[Dataset records]
//! UI Agent - autonomous Android UI automation
//!
//! This is the CLI entry point for the ui-agent tool.
//! Run with: cargo run --bin ui-agent -- type:search_box=parcel click:go_button

use std::env;
use std::sync::atomic::{AtomicBool, Ordering};
use std::sync::Arc;
use std::time::Duration;

use tracing_subscriber::EnvFilter;
use ui_agent::adb::{dump_hierarchy, ADBConnection, AdbSurface};
use ui_agent::{
    AgentRunner, AgentSystem, AppSettings, EnvironmentPerception, ExperienceArchive, Goal,
    RuleBasedPolicy,
};

const USAGE: &str = "\
Usage: ui-agent [OPTIONS] <STEP>...

Steps:
  click:<id>            click the first clickable element with this resource id
  click-text:<text>     click the first clickable element showing this text
  click-re:<regex>      click the first clickable element whose text or id matches
  type:<id>=<text>      enter text into the first editable element with this id

Options:
  --connect <addr>      connect to a device over TCP/IP (host[:port]) and use it
  --list-devices        list attached adb devices and exit
  --dump                print the current snapshot as JSON and exit
  --save-settings       persist the effective settings and continue";

#[tokio::main]
async fn main() -> anyhow::Result<()> {
    // Load .env file if present (ignore errors if file doesn't exist)
    let _ = dotenvy::dotenv();

    tracing_subscriber::fmt()
        .with_env_filter(EnvFilter::try_from_default_env().unwrap_or_else(|_| EnvFilter::new("info")))
        .init();

    let args: Vec<String> = env::args().skip(1).collect();
    let has_flag = |flag: &str| args.iter().any(|arg| arg == flag);

    let mut settings = AppSettings::load();
    apply_env_overrides(&mut settings);

    if let Some(address) = flag_value(&args, "--connect") {
        let serial = ADBConnection::new().connect(address)?;
        println!("Connected to {}", serial);
        if settings.device_id.is_empty() {
            settings.device_id = serial;
        }
    }
    let device_id = (!settings.device_id.is_empty()).then(|| settings.device_id.clone());

    if has_flag("--list-devices") {
        for device in ADBConnection::new().list_devices()? {
            println!(
                "{}\t{}\t{:?}\t{}",
                device.device_id,
                device.status,
                device.connection_type,
                device.model.unwrap_or_default()
            );
        }
        return Ok(());
    }

    if has_flag("--dump") {
        let tree = dump_hierarchy(device_id.as_deref())?;
        let snapshot = EnvironmentPerception::default().analyze(tree.as_ref());
        println!("{}", serde_json::to_string_pretty(&snapshot)?);
        return Ok(());
    }

    if has_flag("--save-settings") {
        settings.save().map_err(anyhow::Error::msg)?;
    }

    let steps = goal_steps(&args);
    if steps.is_empty() {
        println!("{}", USAGE);
        return Ok(());
    }
    let goal = Goal::parse(steps)?;

    println!("🤖 UI Agent - Android UI Automation");
    println!("================================================");
    for (i, step) in goal.steps().iter().enumerate() {
        println!("Step {}: {}", i + 1, step);
    }
    if let Some(ref id) = device_id {
        println!("Device: {}", id);
    }
    println!(
        "Poll: {}ms, max cycles: {}, buffer: {}",
        settings.poll_interval_ms, settings.max_cycles, settings.buffer_capacity
    );
    println!("================================================\n");

    let config = settings.agent_config();
    let mut system = AgentSystem::new(
        &config,
        Box::new(RuleBasedPolicy::new(goal)),
        AdbSurface::new(device_id.clone()),
    );

    if settings.archive_experiences {
        let archive = if settings.archive_path.is_empty() {
            ExperienceArchive::default_location()?
        } else {
            ExperienceArchive::new(&settings.archive_path)
        };
        println!("Archiving experiences to {}", archive.path().display());
        system = system.with_sink(Box::new(archive));
    }

    let done = Arc::new(AtomicBool::new(false));
    let done_flag = done.clone();
    let (handle, join) = AgentRunner::new(system, config.queue_capacity)
        .with_report_callback(move |report| {
            let status = if report.outcome.succeeded { "✅" } else { "❌" };
            println!(
                "{} #{} {} ({} elements){}",
                status,
                report.cycle,
                report.action,
                report.snapshot.len(),
                report
                    .outcome
                    .message
                    .as_deref()
                    .map(|m| format!(": {}", m))
                    .unwrap_or_default()
            );
            if report.policy_complete {
                done_flag.store(true, Ordering::SeqCst);
            }
        })
        .spawn();

    let mut ticker = tokio::time::interval(Duration::from_millis(settings.poll_interval_ms.max(1)));
    while !done.load(Ordering::SeqCst) && handle.cycles() < settings.max_cycles {
        tokio::select! {
            _ = ticker.tick() => {}
            _ = tokio::signal::ctrl_c() => {
                println!("\nInterrupted");
                break;
            }
        }

        // A fresh dump supersedes anything still pending.
        if handle.is_processing() || handle.pending_events() > 0 {
            continue;
        }

        let device = device_id.clone();
        match tokio::task::spawn_blocking(move || dump_hierarchy(device.as_deref())).await? {
            Ok(Some(tree)) => handle.deliver(tree)?,
            Ok(None) => tracing::debug!("No active window"),
            Err(e) => tracing::warn!("Hierarchy dump failed: {}", e),
        }
    }

    handle.stop();
    let system = join.await?;

    println!("\n================================================");
    if system.decision().policy().is_complete() {
        println!("🎉 Goal completed in {} cycles", system.cycles());
    } else {
        println!("⚠️ Goal not completed after {} cycles", system.cycles());
    }
    println!(
        "Buffered experiences: {}, optimization passes: {}, dropped events: {}",
        system.learning().len(),
        system.learning().optimization_runs(),
        handle.dropped_events()
    );

    Ok(())
}

/// Value following `flag`, if both are present.
fn flag_value<'a>(args: &'a [String], flag: &str) -> Option<&'a str> {
    args.iter()
        .position(|arg| arg == flag)
        .and_then(|i| args.get(i + 1))
        .map(String::as_str)
}

/// Positional goal steps: everything that is neither a flag nor a flag's value.
fn goal_steps(args: &[String]) -> Vec<&str> {
    let mut steps = Vec::new();
    let mut iter = args.iter();
    while let Some(arg) = iter.next() {
        if arg == "--connect" {
            iter.next();
        } else if !arg.starts_with("--") {
            steps.push(arg.as_str());
        }
    }
    steps
}

/// Let environment variables override persisted settings.
fn apply_env_overrides(settings: &mut AppSettings) {
    fn parsed<T: std::str::FromStr>(key: &str) -> Option<T> {
        env::var(key).ok().and_then(|v| v.parse().ok())
    }

    if let Ok(id) = env::var("ADB_DEVICE_ID") {
        settings.device_id = id;
    }
    if let Some(ms) = parsed("AGENT_POLL_INTERVAL_MS") {
        settings.poll_interval_ms = ms;
    }
    if let Some(n) = parsed("AGENT_MAX_CYCLES") {
        settings.max_cycles = n;
    }
    if let Some(n) = parsed::<usize>("AGENT_BUFFER_CAPACITY").filter(|n| *n > 0) {
        settings.buffer_capacity = n;
    }
    if let Some(n) = parsed::<usize>("AGENT_QUEUE_CAPACITY").filter(|n| *n > 0) {
        settings.queue_capacity = n;
    }
    if let Ok(v) = env::var("AGENT_ARCHIVE") {
        settings.archive_experiences = v == "1" || v.eq_ignore_ascii_case("true");
    }
}
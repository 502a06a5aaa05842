//! End-to-end cycles through `AgentSystem` against an in-memory device.

use std::sync::{Arc, Mutex};

use ui_agent::{
    Action, ActionSurface, AgentConfig, AgentSystem, ElementRef, ErrorKind,
    Experience, ExperienceSink, Goal, RecordResult, RuleBasedPolicy, ScrollDirection,
    SurfaceError, UiElement, UiTreeNode,
};

/// Fake device: typing updates the field text, clicking `go_button` opens an
/// empty results screen.
#[derive(Default)]
struct FakeDevice {
    screen: Option<UiTreeNode>,
    log: Vec<String>,
    clicked_text: Vec<String>,
}

impl FakeDevice {
    fn showing(screen: UiTreeNode) -> Self {
        Self {
            screen: Some(screen),
            ..Default::default()
        }
    }
}

impl ActionSurface for FakeDevice {
    fn live_tree(&mut self) -> Result<Option<UiTreeNode>, SurfaceError> {
        Ok(self.screen.clone())
    }

    fn click(&mut self, element: &UiElement) -> Result<(), SurfaceError> {
        self.log.push(format!("click {:?}", element.identifier));
        self.clicked_text.push(element.text.clone());
        if element.has_identifier("go_button") {
            self.screen = Some(results_screen());
        }
        Ok(())
    }

    fn set_text(&mut self, element: &UiElement, text: &str) -> Result<(), SurfaceError> {
        self.log.push(format!("set_text {:?} {}", element.identifier, text));
        if let Some(screen) = self.screen.as_mut() {
            for child in screen.children.iter_mut() {
                if child.resource_id == element.identifier {
                    child.text = Some(text.to_string());
                }
            }
        }
        Ok(())
    }

    fn scroll(&mut self, direction: ScrollDirection) -> Result<(), SurfaceError> {
        self.log.push(format!("scroll {:?}", direction));
        Ok(())
    }
}

#[derive(Clone, Default)]
struct CountingSink(Arc<Mutex<Vec<usize>>>);

impl ExperienceSink for CountingSink {
    fn persist(&mut self, batch: &[Experience]) -> anyhow::Result<()> {
        self.0.lock().unwrap().push(batch.len());
        Ok(())
    }
}

fn search_screen() -> UiTreeNode {
    UiTreeNode::new("android.widget.LinearLayout").with_children([
        UiTreeNode::new("android.widget.TextView").with_text("Track a parcel"),
        UiTreeNode::edit_text("search_box"),
        UiTreeNode::button("go_button", "Go"),
    ])
}

fn results_screen() -> UiTreeNode {
    UiTreeNode::new("android.widget.LinearLayout")
        .with_child(UiTreeNode::new("android.widget.TextView").with_text("No results"))
}

fn empty_screen() -> UiTreeNode {
    UiTreeNode::new("android.widget.FrameLayout")
        .with_child(UiTreeNode::new("android.widget.TextView").with_text("Loading"))
}

fn search_goal() -> Goal {
    Goal::parse(["type:search_box=parcel", "click:go_button"]).unwrap()
}

fn agent(goal: Goal, device: FakeDevice) -> AgentSystem<FakeDevice> {
    AgentSystem::new(
        &AgentConfig::default(),
        Box::new(RuleBasedPolicy::new(goal)),
        device,
    )
}

#[test]
fn type_then_click() {
    let mut agent = agent(search_goal(), FakeDevice::showing(search_screen()));

    let first = agent.process_environment(Some(&search_screen()));
    let ids: Vec<Option<&str>> = first
        .snapshot
        .elements()
        .iter()
        .map(|element| element.identifier.as_deref())
        .collect();
    assert_eq!(ids, vec![Some("search_box"), Some("go_button")]);
    assert_eq!(
        first.action,
        Action::set_text(ElementRef::id("search_box"), "parcel")
    );
    assert!(first.outcome.succeeded);
    assert!(first.record.reward().unwrap() > 0.0);

    let live = agent.surface_mut().live_tree().unwrap();
    let second = agent.process_environment(live.as_ref());
    assert_eq!(
        second.action,
        Action::click(ElementRef::id("go_button"))
    );
    assert!(second.outcome.succeeded);
    assert!(second.policy_complete);

    assert_eq!(
        agent.surface().log,
        vec![
            "set_text Some(\"search_box\") parcel".to_string(),
            "click Some(\"go_button\")".to_string(),
        ]
    );
    assert_eq!(agent.learning().len(), 2);
}

#[test]
fn empty_tree_cycle_is_noop() {
    let mut agent = agent(search_goal(), FakeDevice::showing(empty_screen()));

    let report = agent.process_environment(Some(&empty_screen()));
    assert!(report.snapshot.is_empty());
    assert_eq!(report.action, Action::NoOp);
    assert!(report.outcome.succeeded);
    assert!(report.record.reward().unwrap() >= 0.0);
    assert_eq!(agent.learning().len(), 1);
    assert!(agent.surface().log.is_empty());
}

#[test]
fn missing_root_still_records() {
    let mut agent = agent(search_goal(), FakeDevice::default());
    let report = agent.process_environment::<UiTreeNode>(None);
    assert_eq!(report.action, Action::NoOp);
    assert_eq!(agent.learning().len(), 1);
}

#[test]
fn hundred_cycles_run_one_optimization() {
    let sink = CountingSink::default();
    let batches = sink.0.clone();
    let mut agent =
        agent(search_goal(), FakeDevice::showing(empty_screen())).with_sink(Box::new(sink));

    for cycle in 1..=100 {
        let report = agent.process_environment(Some(&empty_screen()));
        assert!(matches!(report.record, RecordResult::Recorded { .. }));
        assert_eq!(report.record.optimized(), cycle == 100);
        assert!(agent.learning().len() < agent.learning().capacity());
    }

    assert_eq!(agent.learning().len(), 0);
    assert_eq!(agent.learning().optimization_runs(), 1);
    assert_eq!(*batches.lock().unwrap(), vec![100]);
    assert_eq!(agent.cycles(), 100);
}

#[test]
fn vanished_target_is_stale_and_retried_next_cycle() {
    // The device has already moved on when the action executes.
    let mut agent = agent(search_goal(), FakeDevice::showing(results_screen()));

    let report = agent.process_environment(Some(&search_screen()));
    assert!(!report.outcome.succeeded);
    assert_eq!(report.outcome.error_kind, Some(ErrorKind::StaleReference));
    assert!(report.record.reward().unwrap() <= 0.0);
    assert!(agent.surface().log.is_empty());

    // The policy did not advance, so the next cycle decides the same step.
    agent.surface_mut().screen = Some(search_screen());
    let retry = agent.process_environment(Some(&search_screen()));
    assert!(matches!(retry.action, Action::SetText { .. }));
    assert!(retry.outcome.succeeded);
}

#[test]
fn unchanged_tree_gives_same_decision() {
    let mut agent = agent(search_goal(), FakeDevice::showing(results_screen()));
    let first = agent.process_environment(Some(&search_screen()));
    let second = agent.process_environment(Some(&search_screen()));
    assert_eq!(first.action, second.action);
}

#[test]
fn shared_id_rows_click_the_matched_row() {
    let list = || {
        UiTreeNode::new("android.widget.ListView").with_children([
            UiTreeNode::button("com.app:id/row_title", "Apple"),
            UiTreeNode::button("com.app:id/row_title", "Banana"),
        ])
    };
    let goal = Goal::parse(["click-text:Banana"]).unwrap();
    let mut agent = agent(goal, FakeDevice::showing(list()));

    let report = agent.process_environment(Some(&list()));
    assert!(report.outcome.succeeded);
    assert!(report.policy_complete);
    assert_eq!(agent.surface().clicked_text, vec!["Banana".to_string()]);
}
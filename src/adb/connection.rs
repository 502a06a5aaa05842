//! ADB connection management and command plumbing.

use std::process::Command;
use thiserror::Error;

/// Type of ADB connection.
#[derive(Debug, Clone, PartialEq, Eq)]
pub enum ConnectionType {
    Usb,
    Wifi,
    Remote,
}

/// Information about a connected device.
#[derive(Debug, Clone)]
pub struct DeviceInfo {
    pub device_id: String,
    pub status: String,
    pub connection_type: ConnectionType,
    pub model: Option<String>,
}

/// ADB errors.
#[derive(Error, Debug)]
pub enum AdbError {
    #[error("Connection error: {0}")]
    Connection(String),
    #[error("Command execution failed: {0}")]
    CommandFailed(String),
    #[error("Unexpected output: {0}")]
    UnexpectedOutput(String),
    #[error("Malformed UI hierarchy: {0}")]
    MalformedHierarchy(String),
}

/// The adb binary every device command runs through.
const ADB: &str = "adb";

/// Port `adb connect` uses when the address has none.
const DEFAULT_TCP_PORT: u16 = 5555;

/// Manages ADB connections to Android devices.
///
/// # Example
/// ```rust,no_run
/// use ui_agent::adb::ADBConnection;
///
/// let conn = ADBConnection::new();
/// let devices = conn.list_devices();
/// ```
#[derive(Debug, Clone, Copy, Default)]
pub struct ADBConnection;

impl ADBConnection {
    pub fn new() -> Self {
        Self
    }

    /// Connect to a remote device via TCP/IP (`host[:port]`, port defaults to 5555).
    ///
    /// Returns the normalized `host:port` address, which is also the device
    /// serial for later `-s` commands.
    pub fn connect(&self, address: &str) -> Result<String, AdbError> {
        let address = normalize_address(address);

        let output = Command::new(ADB)
            .args(["connect", &address])
            .output()
            .map_err(|e| AdbError::Connection(e.to_string()))?;

        let combined = format!(
            "{}{}",
            String::from_utf8_lossy(&output.stdout),
            String::from_utf8_lossy(&output.stderr)
        );

        if connect_succeeded(&combined) {
            tracing::info!("Connected to {}", address);
            Ok(address)
        } else {
            Err(AdbError::Connection(combined.trim().to_string()))
        }
    }

    /// List all connected devices.
    pub fn list_devices(&self) -> Result<Vec<DeviceInfo>, AdbError> {
        let stdout = run_adb(None, &["devices", "-l"])?;
        Ok(parse_device_list(&stdout))
    }
}

/// Append the default adb TCP port when `address` has none.
fn normalize_address(address: &str) -> String {
    let address = address.trim();
    if address.contains(':') {
        address.to_string()
    } else {
        format!("{}:{}", address, DEFAULT_TCP_PORT)
    }
}

/// `adb connect` exits cleanly even on failure; only its message tells.
fn connect_succeeded(output: &str) -> bool {
    let output = output.to_lowercase();
    output.contains("connected to") && !output.contains("failed") && !output.contains("unable")
}

/// Parse `adb devices -l` output.
fn parse_device_list(stdout: &str) -> Vec<DeviceInfo> {
    let mut devices = Vec::new();

    for line in stdout.lines().skip(1) {
        let parts: Vec<&str> = line.split_whitespace().collect();
        if parts.len() < 2 {
            continue;
        }

        let device_id = parts[0].to_string();
        let connection_type = if device_id.contains(':') {
            ConnectionType::Remote
        } else if parts.iter().any(|p| p.starts_with("usb:")) {
            ConnectionType::Usb
        } else {
            ConnectionType::Wifi
        };

        let model = parts
            .iter()
            .find(|p| p.starts_with("model:"))
            .map(|m| m.trim_start_matches("model:").to_string());

        devices.push(DeviceInfo {
            device_id,
            status: parts[1].to_string(),
            connection_type,
            model,
        });
    }

    devices
}

/// Get ADB command prefix with optional device specifier.
pub(crate) fn get_adb_prefix(device_id: Option<&str>) -> Vec<String> {
    match device_id {
        Some(id) => vec![ADB.to_string(), "-s".to_string(), id.to_string()],
        None => vec![ADB.to_string()],
    }
}

/// Run `adb [-s id] <args>` and return stdout.
pub(crate) fn run_adb(device_id: Option<&str>, args: &[&str]) -> Result<String, AdbError> {
    let prefix = get_adb_prefix(device_id);

    let output = Command::new(&prefix[0])
        .args(&prefix[1..])
        .args(args)
        .output()
        .map_err(|e| AdbError::CommandFailed(e.to_string()))?;

    if !output.status.success() {
        return Err(AdbError::CommandFailed(format!(
            "adb {} exited with {}: {}",
            args.join(" "),
            output.status,
            String::from_utf8_lossy(&output.stderr).trim()
        )));
    }

    Ok(String::from_utf8_lossy(&output.stdout).into_owned())
}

[What you will do] Word for word, restate the lines above from the line containing "let archive = if" through the line containing "while !done.load(Ordering::SeqCst) &&", with both included and nothing else.

[Result below]
        let archive = if settings.archive_path.is_empty() {
            ExperienceArchive::default_location()?
        } else {
            ExperienceArchive::new(&settings.archive_path)
        };
        println!("Archiving experiences to {}", archive.path().display());
        system = system.with_sink(Box::new(archive));
    }

    let done = Arc::new(AtomicBool::new(false));
    let done_flag = done.clone();
    let (handle, join) = AgentRunner::new(system, config.queue_capacity)
        .with_report_callback(move |report| {
            let status = if report.outcome.succeeded { "✅" } else { "❌" };
            println!(
                "{} #{} {} ({} elements){}",
                status,
                report.cycle,
                report.action,
                report.snapshot.len(),
                report
                    .outcome
                    .message
                    .as_deref()
                    .map(|m| format!(": {}", m))
                    .unwrap_or_default()
            );
            if report.policy_complete {
                done_flag.store(true, Ordering::SeqCst);
            }
        })
        .spawn();

    let mut ticker = tokio::time::interval(Duration::from_millis(settings.poll_interval_ms.max(1)));
    while !done.load(Ordering::SeqCst) && handle.cycles() < settings.max_cycles {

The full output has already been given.